use anyhow::{Context, Result};
use serde::Serialize;

use super::weather::{AnnualWeather, WeatherSource};
use crate::quad;

/// Solar radiation components (W/m2 instantaneous, MJ/m2/day daily).
#[derive(Debug, Clone, Copy, Default, Serialize)]
pub struct SolarRad {
    pub total: f64,
    pub direct: f64,
    pub diffuse: f64,
}

/// Solar position (radians).
#[derive(Debug, Clone, Copy, Default, Serialize)]
pub struct SolarPos {
    /// Inclination, measured from the vertical.
    pub inc: f64,
    /// Elevation, measured from the horizontal.
    pub hgt: f64,
    /// Azimuth, from North clockwise.
    pub azi: f64,
}

/// Site and clock settings for the meteorology component.
#[derive(Debug, Clone, Copy)]
pub struct SiteConfig {
    /// Site latitude (degrees).
    pub lat: f64,
    /// Weather station height (m).
    pub methgt: f64,
    /// Starting day of year (1-365).
    pub doy: u32,
    /// Starting local solar hour.
    pub solarhour: f64,
    /// Dew temperature (deg C).
    pub dewtemp: f64,
    /// Hours after sunrise at which air temperature and wind are minimum.
    pub lag: f64,
    /// Reuse the same annual weather across year wraps.
    pub reuse_weather: bool,
}

/// Daily and hourly (instantaneous) meteorological state.
///
/// Daily quantities are recomputed when the day of year advances; hourly
/// quantities whenever the local solar hour is set. Time only moves forward,
/// one day at a time.
#[derive(Serialize)]
pub struct Meteo {
    #[serde(skip)]
    source: Box<dyn WeatherSource>,
    /// Latitude in radians.
    pub lat: f64,
    pub methgt: f64,
    pub dewtemp: f64,
    pub lag: f64,
    reuse: bool,

    pub doy: u32,
    pub solarhour: f64,
    /// Year number (years elapsed, starting at 1).
    pub nyears: u32,

    // sin(lat)sin(decl) and cos(lat)cos(decl), shared by the astronomy
    a: f64,
    b: f64,

    pub decl: f64,
    pub sunrise: f64,
    pub sunset: f64,
    pub daylen: f64,
    pub solarconst: f64,
    pub dayetrad: f64,
    pub dayrad: SolarRad,
    pub daytmin: f64,
    pub daytmax: f64,
    pub daytmean: f64,
    pub daywind: f64,
    pub dayrain: f64,

    pub solarpos: SolarPos,
    pub etrad: f64,
    pub rad: SolarRad,
    pub airtemp: f64,
    pub slopesvp: f64,
    pub svp: f64,
    pub vp: f64,
    pub vpd: f64,
    pub rh: f64,
    pub netrad: f64,
    pub windspd: f64,
}

/// Saturated vapor pressure (mbar) at the given air temperature (deg C).
pub fn svp_at(temp: f64) -> f64 {
    6.1078 * (17.269 * temp / (temp + 237.3)).exp()
}

/// Wraps a day of year into [1, 365].
pub fn doy365(doy: u32) -> u32 {
    ((doy - 1) % 365) + 1
}

impl Meteo {
    pub fn new(site: SiteConfig, source: Box<dyn WeatherSource>) -> Result<Self> {
        anyhow::ensure!(
            (1..=365).contains(&site.doy),
            "starting day of year must be in [1, 365], got {}",
            site.doy
        );
        for field in ["tmin", "tmax", "wind", "rain"] {
            source
                .table()
                .series(field)
                .with_context(|| format!("weather source must provide the '{field}' field"))?;
        }

        let mut met = Self {
            source,
            lat: site.lat.to_radians(),
            methgt: site.methgt,
            dewtemp: site.dewtemp,
            lag: site.lag,
            reuse: site.reuse_weather,
            doy: site.doy,
            solarhour: site.solarhour,
            nyears: 1,
            a: 0.0,
            b: 0.0,
            decl: 0.0,
            sunrise: 0.0,
            sunset: 0.0,
            daylen: 0.0,
            solarconst: 0.0,
            dayetrad: 0.0,
            dayrad: SolarRad::default(),
            daytmin: 0.0,
            daytmax: 0.0,
            daytmean: 0.0,
            daywind: 0.0,
            dayrain: 0.0,
            solarpos: SolarPos::default(),
            etrad: 0.0,
            rad: SolarRad::default(),
            airtemp: 0.0,
            slopesvp: 0.0,
            svp: 0.0,
            vp: 0.0,
            vpd: 0.0,
            rh: 0.0,
            netrad: 0.0,
            windspd: 0.0,
        };
        met.refresh_daily()?;
        met.set_hour(site.solarhour);
        Ok(met)
    }

    /// The current annual weather table.
    pub fn annual(&self) -> &AnnualWeather {
        self.source.table()
    }

    pub fn source_mut(&mut self) -> &mut dyn WeatherSource {
        self.source.as_mut()
    }

    /// Moves the day of year forward by one, refreshing the annual weather
    /// when the year wraps (unless configured to reuse it).
    pub fn advance_day(&mut self) -> Result<()> {
        let next = doy365(self.doy + 1);
        if next < self.doy {
            if !self.reuse {
                self.source.refresh()?;
            }
            self.nyears += 1;
        }
        self.doy = next;
        self.refresh_daily()
    }

    /// Re-points the model at a day of the current year without advancing the
    /// simulation clock (used by the weather statistics pass).
    pub fn seek_day(&mut self, doy: u32) -> Result<()> {
        self.doy = doy365(doy);
        self.refresh_daily()
    }

    fn refresh_daily(&mut self) -> Result<()> {
        self.decl = self.solar_declination();
        self.a = self.lat.sin() * self.decl.sin();
        self.b = self.lat.cos() * self.decl.cos();
        let (tsr, tss) = self.sunrise_set_hour();
        self.sunrise = tsr;
        self.sunset = tss;
        self.daylen = tss - tsr;
        self.solarconst = self.solar_constant();
        self.dayetrad = self.day_et_radiation();

        let doy0 = (self.doy - 1) as usize;
        let table = self.source.table();
        self.daytmin = table.value("tmin", doy0)?;
        self.daytmax = table.value("tmax", doy0)?;
        self.daywind = table.value("wind", doy0)?;
        self.dayrain = table.value("rain", doy0)?;
        self.daytmean = (self.daytmin + self.daytmax) / 2.0;

        self.dayrad = self.day_radiation()?;
        Ok(())
    }

    /// Sets the local solar hour and recomputes all instantaneous quantities.
    pub fn set_hour(&mut self, hour: f64) {
        self.solarhour = hour.rem_euclid(24.0);
        self.solarpos = self.solar_position();
        self.airtemp = self.air_temperature();
        self.slopesvp = self.slope_svp();
        self.svp = svp_at(self.airtemp);
        self.vp = self.vapor_pressure();
        self.vpd = self.svp - self.vp;
        self.rh = 100.0 * self.vp / self.svp;
        self.etrad = self.et_radiation();
        self.rad = self.radiation();
        self.netrad = self.net_radiation();
        self.windspd = self.wind_speed();
    }

    fn solar_declination(&self) -> f64 {
        -0.4093 * (0.0172 * (self.doy as f64 + 10.0)).cos()
    }

    /// Local solar hours of sunrise and sunset, symmetric about 12.0. The
    /// hour-angle cosine is clamped so polar day and night stay finite.
    fn sunrise_set_hour(&self) -> (f64, f64) {
        let aob = (-self.a / self.b).clamp(-1.0, 1.0);
        let tss = 12.0 + (12.0 / std::f64::consts::PI) * aob.acos();
        (24.0 - tss, tss)
    }

    fn solar_constant(&self) -> f64 {
        1370.0 * (1.0 + 0.033 * (0.0172 * (self.doy as f64 - 10.0)).cos())
    }

    /// Daily extra-terrestrial solar irradiance (MJ/m2/day), closed form.
    fn day_et_radiation(&self) -> f64 {
        let aob = (self.a / self.b).clamp(-1.0, 1.0);
        0.027501974
            * self.solarconst
            * (self.a * (-aob).acos() + self.b * (1.0 - aob * aob).sqrt())
    }

    /// Daily total, direct and diffuse irradiance (MJ/m2/day) by 5-point
    /// quadrature of the instantaneous components over daylight.
    fn day_radiation(&mut self) -> Result<SolarRad> {
        let hour = self.solarhour;
        let (sunrise, sunset) = (self.sunrise, self.sunset);
        let sums = quad::integrate(5, sunrise, sunset, |h| {
            self.set_hour(h);
            Ok([self.rad.total, self.rad.direct, self.rad.diffuse])
        })?;
        self.set_hour(hour); // restore the clock
        let to_mj = 3600.0 / 1.0e6;
        Ok(SolarRad {
            total: sums[0] * to_mj,
            direct: sums[1] * to_mj,
            diffuse: sums[2] * to_mj,
        })
    }

    fn solar_position(&self) -> SolarPos {
        let ha = (std::f64::consts::PI / 12.0) * (self.solarhour - 12.0);
        let cosinc = (self.a + self.b * ha.cos()).clamp(-1.0, 1.0);
        let inc = cosinc.acos().min(std::f64::consts::FRAC_PI_2);
        let hgt = std::f64::consts::FRAC_PI_2 - inc;
        let mut n = self.lat.sin() * hgt.sin() - self.decl.sin();
        n /= self.lat.cos() * hgt.cos();
        let acosa = n.clamp(-1.0, 1.0).acos();
        let azi = if self.solarhour <= 12.0 {
            std::f64::consts::PI - acosa
        } else {
            std::f64::consts::PI + acosa
        };
        SolarPos { inc, hgt, azi }
    }

    fn et_radiation(&self) -> f64 {
        (self.solarconst * self.solarpos.inc.cos()).max(0.0)
    }

    /// Instantaneous total solar irradiance and its direct/diffuse split
    /// (W/m2) through an empirical atmospheric transmittance.
    fn radiation(&self) -> SolarRad {
        if self.etrad <= 0.0 {
            return SolarRad::default();
        }
        let tau = -0.0112 * self.rh + 1.1857;
        // optical air mass, atmospheric pressure taken as 101 kPa
        let m = 101.0 / (101.3 * self.solarpos.inc.cos());
        let kt = tau.powf(m).min(1.0);
        let direct = self.etrad * kt;
        let diffuse = 0.3 * (1.0 - kt) * self.etrad;
        SolarRad {
            total: direct + diffuse,
            direct,
            diffuse,
        }
    }

    /// Instantaneous air temperature (deg C): a sine between tmin and tmax
    /// during the day with the minimum `lag` hours after sunrise, and a
    /// linear relaxation toward tmin outside that window.
    fn air_temperature(&self) -> f64 {
        let lag = self.lag;
        let (tmin, tmax) = (self.daytmin, self.daytmax);
        let (tsr, tss) = (self.sunrise, self.sunset);
        let tset = tmin
            + (tmax - tmin) * (std::f64::consts::PI * (tss - tsr - lag) / self.daylen).sin();
        if self.solarhour < tsr + lag {
            tset + ((tmin - tset) * (self.solarhour + tsr)) / ((tsr + lag) + tsr)
        } else if self.solarhour <= tss {
            let n1 = std::f64::consts::PI * (self.solarhour - tsr - lag) / self.daylen;
            tmin + (tmax - tmin) * n1.sin()
        } else {
            tset + ((tmin - tset) * (self.solarhour - tss)) / ((tsr + lag) + tsr)
        }
    }

    /// Slope of the SVP curve at the current air temperature (mbar/deg C).
    fn slope_svp(&self) -> f64 {
        let n1 = (17.269 * self.airtemp / (self.airtemp + 237.3)).exp();
        let n2 = (self.airtemp + 237.3) * (self.airtemp + 237.3);
        25029.4 * n1 / n2
    }

    fn vapor_pressure(&self) -> f64 {
        svp_at(self.airtemp.min(self.dewtemp))
    }

    /// Net radiation (W/m2): shortwave minus the longwave balance.
    fn net_radiation(&self) -> f64 {
        let albedo = 0.15;
        let stefan_boltzmann = 5.67e-8;
        let tak = self.airtemp + 273.15;
        let rnl =
            0.98 * stefan_boltzmann * tak.powi(4) * (1.31 * (self.vp / tak).powf(1.0 / 7.0) - 1.0);
        (1.0 - albedo) * self.rad.total + rnl
    }

    /// Instantaneous wind speed (m/s): a sine between a pre-sunrise minimum
    /// and an afternoon maximum, both scaled from the daily mean.
    fn wind_speed(&self) -> f64 {
        let uday = self.daywind;
        let umin = 0.559134814 * uday.powf(1.25);
        let umax = 1.797613613 * uday.powf(0.75);
        let udelta = (umax - umin)
            * (std::f64::consts::PI * (self.solarhour - self.sunrise - self.lag) / self.daylen)
                .sin();
        let within = (self.sunrise + self.lag) <= self.solarhour
            && self.solarhour <= (self.sunset + self.lag);
        if within {
            umin + udelta
        } else {
            umin
        }
    }
}

#[cfg(test)]
mod tests {
    use super::*;
    use crate::sim::weather::WeatherFile;

    fn file_source(years: usize, tmax_base: f64) -> Box<dyn WeatherSource> {
        let mut s = String::from("*doy,tmin,tmax,wind,rain\n");
        for y in 0..years {
            for d in 1..=365 {
                s.push_str(&format!("{d},22.0,{},1.5,0.0\n", tmax_base + y as f64));
            }
        }
        Box::new(WeatherFile::parse(&s, 365).unwrap())
    }

    fn site(lat: f64, doy: u32) -> SiteConfig {
        SiteConfig {
            lat,
            methgt: 10.0,
            doy,
            solarhour: 12.0,
            dewtemp: 22.0,
            lag: 2.0,
            reuse_weather: false,
        }
    }

    #[test]
    fn test_svp_known_value() {
        assert!((svp_at(25.0) - 31.67).abs() < 0.05);
    }

    #[test]
    fn test_solar_symmetry() {
        for (lat, doy) in [(3.0, 172), (3.0, 355), (45.0, 80), (-30.0, 200)] {
            let met = Meteo::new(site(lat, doy), file_source(1, 32.0)).unwrap();
            assert!(
                (met.sunrise + met.sunset - 24.0).abs() < 1e-9,
                "sunrise/sunset not symmetric at lat {lat}, doy {doy}"
            );
            assert!(met.daylen > 0.0);
        }
    }

    #[test]
    fn test_equator_day_length() {
        let met = Meteo::new(site(0.0, 172), file_source(1, 32.0)).unwrap();
        assert!((met.daylen - 12.0).abs() < 0.01);
    }

    #[test]
    fn test_noon_radiation_positive_midnight_zero() {
        let mut met = Meteo::new(site(3.0, 100), file_source(1, 32.0)).unwrap();
        met.set_hour(12.0);
        assert!(met.rad.total > 0.0);
        assert!(met.rad.direct >= 0.0 && met.rad.diffuse >= 0.0);
        met.set_hour(0.0);
        assert!(met.rad.total.abs() < 1e-9);
        assert!(met.etrad.abs() < 1e-9);
    }

    #[test]
    fn test_air_temperature_within_bounds() {
        let mut met = Meteo::new(site(3.0, 50), file_source(1, 32.0)).unwrap();
        for h in 0..24 {
            met.set_hour(h as f64);
            assert!(met.airtemp >= met.daytmin - 1e-9);
            assert!(met.airtemp <= met.daytmax + 1e-9);
        }
    }

    #[test]
    fn test_doy_wrap_refreshes_weather() {
        let mut met = Meteo::new(site(3.0, 364), file_source(2, 30.0)).unwrap();
        assert!((met.daytmax - 30.0).abs() < 1e-9);
        met.advance_day().unwrap(); // 365
        assert_eq!(met.doy, 365);
        met.advance_day().unwrap(); // wraps to 1, next year block
        assert_eq!(met.doy, 1);
        assert_eq!(met.nyears, 2);
        assert!((met.daytmax - 31.0).abs() < 1e-9);
    }

    #[test]
    fn test_reuse_keeps_same_year() {
        let mut cfg = site(3.0, 365);
        cfg.reuse_weather = true;
        let mut met = Meteo::new(cfg, file_source(2, 30.0)).unwrap();
        met.advance_day().unwrap();
        assert_eq!(met.doy, 1);
        assert!((met.daytmax - 30.0).abs() < 1e-9, "reuse must not refresh");
    }

    #[test]
    fn test_humidity_consistency() {
        let mut met = Meteo::new(site(3.0, 120), file_source(1, 33.0)).unwrap();
        met.set_hour(14.0);
        assert!((met.vpd - (met.svp - met.vp)).abs() < 1e-12);
        assert!(met.rh > 0.0 && met.rh <= 100.0);
    }
}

_What is expected_: A complete answer lists each line of the data that holds the word "mbar".

_Task result_:
/// Saturated vapor pressure (mbar) at the given air temperature (deg C).
    /// Slope of the SVP curve at the current air temperature (mbar/deg C).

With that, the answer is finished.